Over and over the answer comes to me about purpose - the purpose is to love.  To love God, to love others, to love ourselves. It is so simple to say and so hard to do.  And yet what I believe is that in this wounded and broken world - love is the greatest healer that there is.

And so, I spend time with God in prayer to get centered again and ask God to love me, to show me, to guide me.  As I gather people together in a circle, I pray that God gathers me.  This is a prayer by Ted Loder

O God, gather me now to be with you as you are with me.

Soothe my tiredness, quiet my fretfulness, curb my aimlessness, relieve my compulsiveness, let me be easy for a moment.

O Lord, release me from the fears and guilts which grip me so tightly, from the expectations and opinions which I so tightly grip, that I may be open to receiving what you give, to risking something genuinely new, to learning something refreshingly different.

O God, gather me to be with you as you are with me.

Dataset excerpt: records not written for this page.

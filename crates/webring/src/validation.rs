//! Input validation for administrative member payloads.
//!
//! The domain doubles as the `source` value embedded in backlink markers, so
//! it has to be a bare host that round-trips through URL parsing unchanged.

use thiserror::Error;
use url::Url;

use crate::member::{MemberUpdate, NewMember};

#[derive(Debug, Error, PartialEq, Eq)]
pub enum ValidationError {
    #[error("{0} must not be empty")]
    Empty(&'static str),

    #[error("Invalid domain '{0}': expected a bare host without scheme or path")]
    InvalidDomain(String),

    #[error("Invalid path '{0}': must start with '/'")]
    InvalidPath(String),
}

/// Validate a creation payload
pub fn validate_new_member(member: &NewMember) -> Result<(), ValidationError> {
    validate_label("name", &member.name)?;
    validate_label("author", &member.author)?;
    validate_domain(&member.domain)?;
    validate_path(&member.path)
}

/// Validate the fields present in an update payload
pub fn validate_update(update: &MemberUpdate) -> Result<(), ValidationError> {
    if let Some(name) = &update.name {
        validate_label("name", name)?;
    }
    if let Some(author) = &update.author {
        validate_label("author", author)?;
    }
    if let Some(domain) = &update.domain {
        validate_domain(domain)?;
    }
    if let Some(path) = &update.path {
        validate_path(path)?;
    }
    Ok(())
}

fn validate_label(field: &'static str, value: &str) -> Result<(), ValidationError> {
    if value.trim().is_empty() {
        return Err(ValidationError::Empty(field));
    }
    Ok(())
}

/// A domain is valid when `http://<domain>/` parses back to the same authority
pub fn validate_domain(domain: &str) -> Result<(), ValidationError> {
    let invalid = || ValidationError::InvalidDomain(domain.to_string());

    if domain.is_empty() || domain.chars().any(|c| c.is_whitespace() || matches!(c, '/' | '?' | '#' | '@')) {
        return Err(invalid());
    }

    let url = Url::parse(&format!("http://{domain}/")).map_err(|_| invalid())?;
    let host = url.host_str().ok_or_else(invalid)?;
    let authority = match url.port() {
        Some(port) => format!("{host}:{port}"),
        None => host.to_string(),
    };

    if authority.eq_ignore_ascii_case(domain) { Ok(()) } else { Err(invalid()) }
}

/// Empty paths are accepted and stored as `/`
pub fn validate_path(path: &str) -> Result<(), ValidationError> {
    if path.is_empty() || (path.starts_with('/') && !path.chars().any(char::is_whitespace)) {
        Ok(())
    } else {
        Err(ValidationError::InvalidPath(path.to_string()))
    }
}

Forgive me for claiming so much for myself that I leave no room for gratitude: for confusing exercises in self-importance with acceptance of self-worth: for complaining so much of my burdens that I become a burden; for competing against others so insidiously that I stifle celebrating them and receiving your blessing through their gifts.

O God, gather me to be with you as you are with me.

Keep me in touch with myself, with my needs, my anxieties, my angers, my pains, my corruptions, that I may claim them as my own rather than blame them on someone else.

O Lord, deepen my wounds into wisdom, shape my weaknesses into compassion; gentle my envy into enjoyment, my fear into trust, my guilt into honesty, my accusing fingers into tickling ones.

O God, gather me to be with you as you are with me.